Leeds restaurants offering free meals to kids after MPs vote against Manchester United star Marcus Rashford's free school meal plea

A Leeds restaurant has offered free meals to school children after MPs had voted against Manchester United star Marcus Rashford's free school meal plea.

According to analysis, more than 25,000 children in Leeds are facing the prospect of potentially going hungry during lockdown.

With October half term looming on the horizon while the city is in lockdown, senior politicians in Leeds have called on the government to do more.

However, Rashford saw a petition to properly fund free meals over the school holidays rejected by the UK government.

Following the vote, Rashford vowed to continue campaigning, writing on Twitter: “For as long as they don’t have a voice, they will have mine.”

The England striker, who succeeded in forcing a government U-turn on the withdrawal of holiday food vouchers earlier this year, vowed to keep fighting and said: "This is not going away anytime soon and neither am I..."

Since then, hundreds of businesses across the country have come forward to offer free meals - including Indian restaurant Mumtaz and Jah Jyot Curry, as well as Little Boy Boa.

Schoolchildren aged between four and sixteen will be able to get a free meal from the respective restaurants. You can find them all on their social media pages.

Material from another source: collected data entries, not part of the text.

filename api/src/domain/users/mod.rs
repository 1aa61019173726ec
pub mod user;
use axum::{
    Json, Router,
    extract::{Path, State, rejection::PathRejection},
    routing::{get, put},
};
use serde::{Deserialize, Serialize};
use utoipa::ToSchema;

use crate::application::use_cases::tasks::create_task::{CreateTask, CreateTaskRequest};
use crate::application::use_cases::tasks::delete_task::DeleteTask;
use crate::application::use_cases::tasks::list_tasks::ListTasks;
use crate::application::use_cases::tasks::update_task::UpdateTask;
use crate::bootstrap::app_context::AppContext;
use crate::domain::tasks::task::{Task, TaskFields};
use crate::presentation::http::error::{ApiError, ApiJson, ErrorBody, method_not_allowed};

#[derive(Debug, Serialize, Deserialize, ToSchema)]
#[serde(rename_all = "camelCase")]
pub struct TaskRecord {
    pub id: i64,
    pub task: Option<String>,
    pub measure: Option<String>,
    pub target: Option<i64>,
    pub unit: Option<String>,
    pub assigned_to: Option<String>,
    pub status: Option<String>,
    pub assigned_by: Option<String>,
    pub assigned_time: Option<String>,
}

impl From<Task> for TaskRecord {
    fn from(t: Task) -> Self {
        let f = t.fields;
        TaskRecord {
            id: t.id,
            task: f.task,
            measure: f.measure,
            target: f.target,
            unit: f.unit,
            assigned_to: f.assigned_to,
            status: f.status,
            assigned_by: f.assigned_by,
            assigned_time: f.assigned_time,
        }
    }
}

/// `assignedTime` is always set by the server; a client value is ignored.
#[derive(Debug, Default, Deserialize, ToSchema)]
#[serde(rename_all = "camelCase")]
pub struct CreateTaskBody {
    pub task: Option<String>,
    pub measure: Option<String>,
    pub target: Option<i64>,
    pub unit: Option<String>,
    pub assigned_to: Option<String>,
    pub assigned_by: Option<String>,
    pub status: Option<String>,
}

#[derive(Debug, Default, Deserialize, ToSchema)]
#[serde(rename_all = "camelCase")]
pub struct UpdateTaskBody {
    pub task: Option<String>,
    pub measure: Option<String>,
    pub target: Option<i64>,
    pub unit: Option<String>,
    pub assigned_to: Option<String>,
    pub status: Option<String>,
    pub assigned_by: Option<String>,
    pub assigned_time: Option<String>,
}

#[derive(Debug, Serialize, Deserialize, ToSchema)]
pub struct DeleteTaskResponse {
    pub deleted: bool,
}

#[utoipa::path(get, path = "/api/tasks", tag = "Tasks", responses(
    (status = 200, body = [TaskRecord]),
    (status = 500, body = ErrorBody)
))]
pub async fn list_tasks(State(ctx): State<AppContext>) -> Result<Json<Vec<TaskRecord>>, ApiError> {
    let repo = ctx.task_repo();
    let uc = ListTasks {
        repo: repo.as_ref(),
    };
    let tasks = uc.execute().await?;
    Ok(Json(tasks.into_iter().map(Into::into).collect()))
}

#[utoipa::path(post, path = "/api/tasks", tag = "Tasks", request_body = CreateTaskBody, responses(
    (status = 200, body = TaskRecord),
    (status = 400, body = ErrorBody),
    (status = 500, body = ErrorBody)
))]
pub async fn create_task(
    State(ctx): State<AppContext>,
    ApiJson(body): ApiJson<CreateTaskBody>,
) -> Result<Json<TaskRecord>, ApiError> {
    let repo = ctx.task_repo();
    let uc = CreateTask {
        repo: repo.as_ref(),
    };
    let task = uc
        .execute(CreateTaskRequest {
            task: body.task,
            measure: body.measure,
            target: body.target,
            unit: body.unit,
            assigned_to: body.assigned_to,
            assigned_by: body.assigned_by,
            status: body.status,
        })
        .await?;
    Ok(Json(task.into()))
}

#[utoipa::path(put, path = "/api/tasks/{id}", tag = "Tasks",
    params(("id" = i64, Path, description = "Task ID")),
    request_body = UpdateTaskBody,
    responses(
        (status = 200, body = TaskRecord),
        (status = 400, body = ErrorBody),
        (status = 500, body = ErrorBody)
    ))]
pub async fn update_task(
    State(ctx): State<AppContext>,
    id: Result<Path<i64>, PathRejection>,
    ApiJson(body): ApiJson<UpdateTaskBody>,
) -> Result<Json<TaskRecord>, ApiError> {
    let Path(id) = id?;
    let repo = ctx.task_repo();
    let uc = UpdateTask {
        repo: repo.as_ref(),
    };
    let fields = TaskFields {
        task: body.task,
        measure: body.measure,
        target: body.target,
        unit: body.unit,
        assigned_to: body.assigned_to,
        status: body.status,
        assigned_by: body.assigned_by,
        assigned_time: body.assigned_time,
    };
    let task = uc.execute(id, fields).await?;
    Ok(Json(task.into()))
}

#[utoipa::path(delete, path = "/api/tasks/{id}", tag = "Tasks",
    params(("id" = i64, Path, description = "Task ID")),
    responses(
        (status = 200, body = DeleteTaskResponse),
        (status = 400, body = ErrorBody),
        (status = 500, body = ErrorBody)
    ))]
pub async fn delete_task(
    State(ctx): State<AppContext>,
    id: Result<Path<i64>, PathRejection>,
) -> Result<Json<DeleteTaskResponse>, ApiError> {
    let Path(id) = id?;
    let repo = ctx.task_repo();
    let uc = DeleteTask {
        repo: repo.as_ref(),
    };
    uc.execute(id).await?;
    Ok(Json(DeleteTaskResponse { deleted: true }))
}

pub fn routes(ctx: AppContext) -> Router {
    Router::new()
        .route(
            "/tasks",
            get(list_tasks)
                .post(create_task)
                .fallback(method_not_allowed),
        )
        .route(
            "/tasks/:id",
            put(update_task)
                .delete(delete_task)
                .fallback(method_not_allowed),
        )
        .with_state(ctx)
}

Mumtaz posted on Facebook said: "We will help if the MP's wont. Put politics to the side. No child should go hungry during half-term.

"We are doing this to do our part to support young children and families who truly need support.

"We are all struggling but sometimes the answer is to be be grateful and help more."

The co-owner of Mumtaz, Asad Arif, said: "This is NOT about politics. This is about doing our part to help.

"If you are a business owner, please do consider doing this yourself. Good only begets good.

"We have to help each other during these very difficult times.”

In response, a spokesperson for No 10 said Universal Credit was the best way to support struggling families.

Now the Labour Party has claimed there are 25,488 youngsters in Leeds who could go without meals over October half term.

Cllr Jonathan Pryor,  Leeds City's Council 's executive member for Learning, Skills and Employment, said: "Children in Leeds have had a really rough year – this incompetent government should be supporting them, not leaving them to go hungry.

"We can all feel how much the new lockdown restriction are affecting our lives – and that’s making it much harder for families to earn a living and put food on the table. It is utterly ridiculous that at a time when we should all be pulling together this government is leaving local parents to fend for themselves.

"Ministers have been too slow at every stage during this crisis. So instead of waiting to the last minute they should act now and keep free school meals going through half-term – they should stand by local families just like we have stood with the rest of the country in fighting this terrible disease."